We hold a fascinating collection of historic photographs, which beautifully portray life in the rural and urban communities of North Yorkshire in the 19th and 20th centuries. This blog focuses on one Harrogate photographer, Bertram Unné, who successfully created a unique record of landscapes and life in the North Yorkshire countryside between 1940 and 1979.

George Henry Bertram Unné was born in 1913 to a Swedish family. His father, Ernest Unné, was a medical gymnast and masseur, who later worked for a private practice in Harrogate. Bertram established himself in Harrogate and was an active photographer from 1940. Harrogate Borough Council and other organisations hired him for his talents. There are regular advertisements in Harrogate directories between 1950 and 1959 providing details of his studio at 47 Oxford Street. He took many beautiful pictures of Harrogate, which we are fortunate to have in the collection; many are digitised and available to view and purchase via our online shop.

Left to right:

  • A large tree stands amongst the morning fog on The Stray, Harrogate. The Stray is one of Harrogate’s most famous sites and was created in 1770 by an act of parliament (BU00263A)
  • A variety of shops are found on James Street, Harrogate. These include the Marshall & Snelgrove, G.S. Davies, and Ogden’s of Harrogate. (BU03266A­)
  • A flower display created by the Harrogate Parks Department at the Harrogate Spring Flower Show. (BU07818)

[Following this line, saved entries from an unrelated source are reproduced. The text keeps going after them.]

//! Status notices for CLI commands
//!
//! Reports go to stdout; notices go to stderr so they never mix into piped
//! output.

use std::fmt::Display;

use colored::Colorize;

/// Severity of a notice
#[derive(Debug, Clone, Copy, PartialEq, Eq)]
pub enum Level {
    Ok,
    Warn,
    Fail,
}

/// Print one notice line to stderr
pub fn notice(level: Level, msg: impl Display) {
    eprintln!("{}", line(level, msg));
}

fn line(level: Level, msg: impl Display) -> String {
    let marker = match level {
        Level::Ok => "✓".green(),
        Level::Warn => "⚠".yellow(),
        Level::Fail => "✗".red(),
    };
    format!("{} {}", marker, msg)
}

Unné sold his prints to newspapers and magazines and his work often featured in The Dalesman magazine. Unné assembled a considerable archive of negatives and contact prints of Yorkshire landscapes and people. He spent time documenting folk activities and the landscapes of farming and coastal communities from across Yorkshire. Many of his photographs are taken outside, as a photographer he preferred to take pictures in the open air, which can be seen in the photographs below.

  • Old Drover, Malton (BU04799A)
  • An Easingwold farmer with his herd of highland cattle (BU07456A­)
  • Master T.G. Elliot, of Golden Square Farm, bottle feeding newly born lambs (BU07342A)

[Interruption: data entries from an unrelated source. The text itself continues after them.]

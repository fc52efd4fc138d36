//! Configuration types for benchmark runs
//!
//! Values come from, in increasing precedence: built-in defaults,
//! `NUMACOPY_*` environment variables, an optional TOML file, and finally
//! command-line flags applied by the caller.

use std::path::{Path, PathBuf};
use std::str::FromStr;
use std::time::Duration;

use anyhow::{bail, Context, Result};
use numacopy_shared::utils::parse_duration;
use numacopy_shared::{GpuId, NumaNodeId, MAX_SIZE_EXPONENT};
use serde::{Deserialize, Serialize};

use crate::harness::{IterationPolicy, DEFAULT_MAX_ITERATIONS, DEFAULT_MIN_TIME};

/// Inclusive range of transfer size exponents
#[derive(Debug, Clone, Copy, PartialEq, Eq, Serialize, Deserialize)]
pub struct SizeRange {
    pub start: u32,
    pub end: u32,
    pub step: u32,
}

impl SizeRange {
    /// Exponents from `start` to `end` inclusive, `step` apart
    pub fn exponents(&self) -> Vec<u32> {
        if self.step == 0 {
            return Vec::new();
        }
        (self.start..=self.end).step_by(self.step as usize).collect()
    }
}

impl Default for SizeRange {
    fn default() -> Self {
        Self {
            start: 8,
            end: 31,
            step: 2,
        }
    }
}

impl FromStr for SizeRange {
    type Err = anyhow::Error;

    /// Accepts `EXP`, `START:END` or `START:END:STEP`
    fn from_str(s: &str) -> Result<Self, Self::Err> {
        let parts = s
            .split(':')
            .map(|p| {
                p.trim()
                    .parse::<u32>()
                    .with_context(|| format!("Invalid size range: {}", s))
            })
            .collect::<Result<Vec<_>>>()?;

        match parts[..] {
            [exp] => Ok(Self {
                start: exp,
                end: exp,
                step: 1,
            }),
            [start, end] => Ok(Self {
                start,
                end,
                step: 1,
            }),
            [start, end, step] => Ok(Self { start, end, step }),
            _ => bail!("Invalid size range: {}", s),
        }
    }
}

/// Benchmark configuration
#[derive(Debug, Clone, PartialEq, Serialize, Deserialize)]
#[serde(default, deny_unknown_fields)]
pub struct BenchConfig {
    /// Transfer size exponents to sweep
    pub sizes: SizeRange,

    /// Minimum measured time per case (ignored with fixed iterations)
    #[serde(with = "duration_str")]
    pub min_time: Duration,

    /// Run exactly this many iterations per case
    pub iterations: Option<u64>,

    /// Iteration cap for time-based runs
    pub max_iterations: u64,

    /// Only measure these GPUs (None = all)
    pub gpus: Option<Vec<GpuId>>,

    /// Only bind to these NUMA nodes (None = all)
    pub numa_nodes: Option<Vec<NumaNodeId>>,

    /// Only run cases whose name contains this string
    pub filter: Option<String>,

    /// Optional JSON report path
    pub json_output: Option<PathBuf>,
}

impl Default for BenchConfig {
    fn default() -> Self {
        Self {
            sizes: SizeRange::default(),
            min_time: std::env::var("NUMACOPY_MIN_TIME")
                .ok()
                .and_then(|s| parse_duration(&s).ok())
                .unwrap_or(DEFAULT_MIN_TIME),
            iterations: None,
            max_iterations: std::env::var("NUMACOPY_MAX_ITERATIONS")
                .ok()
                .and_then(|s| s.parse().ok())
                .unwrap_or(DEFAULT_MAX_ITERATIONS),
            gpus: None,
            numa_nodes: None,
            filter: None,
            json_output: None,
        }
    }
}

impl BenchConfig {
    /// Parse a TOML document; missing keys keep their defaults
    pub fn from_toml_str(s: &str) -> Result<Self> {
        toml::from_str(s).context("Failed to parse configuration")
    }

    /// Load a TOML configuration file
    pub fn from_file(path: &Path) -> Result<Self> {
        let text = std::fs::read_to_string(path)
            .with_context(|| format!("Failed to read config file: {}", path.display()))?;
        Self::from_toml_str(&text)
            .with_context(|| format!("Invalid config file: {}", path.display()))
    }

    /// Iteration policy every case runs with
    pub fn iteration_policy(&self) -> IterationPolicy {
        match self.iterations {
            Some(n) => IterationPolicy::Fixed(n),
            None => IterationPolicy::MinTime {
                min_time: self.min_time,
                max_iterations: self.max_iterations,
            },
        }
    }

    /// Validate configuration
    pub fn validate(&self) -> Result<()> {
        let SizeRange { start, end, step } = self.sizes;
        if step == 0 {
            bail!("Size step must be greater than 0");
        }
        if start > end {
            bail!("Size range start ({}) is after its end ({})", start, end);
        }
        if end > MAX_SIZE_EXPONENT {
            bail!(
                "Size exponent {} too large (max {})",
                end,
                MAX_SIZE_EXPONENT
            );
        }

        match self.iterations {
            Some(0) => bail!("Iteration count must be greater than 0"),
            Some(_) => {}
            None => {
                if self.min_time.is_zero() {
                    bail!("Minimum time must be greater than 0");
                }
                if self.max_iterations == 0 {
                    bail!("Maximum iteration count must be greater than 0");
                }
            }
        }

        Ok(())
    }
}

/// Durations as human-readable strings ("500ms", "2s")
mod duration_str {
    use numacopy_shared::utils::parse_duration;
    use serde::{Deserialize, Deserializer, Serializer};
    use std::time::Duration;

    pub fn serialize<S: Serializer>(d: &Duration, s: S) -> Result<S::Ok, S::Error> {
        s.serialize_str(&format!("{}s", d.as_secs_f64()))
    }

    pub fn deserialize<'de, D: Deserializer<'de>>(d: D) -> Result<Duration, D::Error> {
        let s = String::deserialize(d)?;
        parse_duration(&s).map_err(serde::de::Error::custom)
    }
}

Unné never married and, from 1955, lived with his sister at 8 Valley Road, Harrogate. He died in May 1981 from a fall at Malham Cove, which was one of his favourite places to photograph. Malham Cove is a stunning place to visit, and you may recognise it as it features in the film Harry Potter and the Deathly Hallows!

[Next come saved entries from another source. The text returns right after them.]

//! Shared types and utilities for numacopy
//!
//! This crate contains the data model used across the GPU runtime layer, the
//! benchmark core and the command-line front end: measurement cases, their
//! lifecycle stages, outcomes and running statistics.

pub mod types;
pub mod utils;

// Re-export commonly used types
pub use types::{case::*, result::*, stats::*};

  • A visitor to Malham sits on the grassy banks of Malham Beck. The cove is a 250 foot high cliff that was once a waterfall. (BU06339A)
  • The view from the limestone pavement above Malham Cove (BU06351)
  • Climber on Armscliff Crag (BU03457A­)

Before Unné retired in March 1979, he sold his entire photographic collection to North Yorkshire County Council for £5,000. The Victoria and Albert Museum contributed half of the total purchase price and a supplementary grant was donated by The British Library. The collection includes over 7000 items. Many of the images have been digitised as part of the Unnetie Digitisation Project and uploaded to our online shop. The Project was funded by the New Opportunities Fund and North Yorkshire County Libraries, Archives and Arts.

The value of the Unné collection lies in its rich record of Yorkshire village and country life in the period between 1940 and 1979. We also have other photographic collections digitised and available to view via our online shop, including photographs taken by Louisa Kruckenberg (1885-1958) a talented amateur photographer.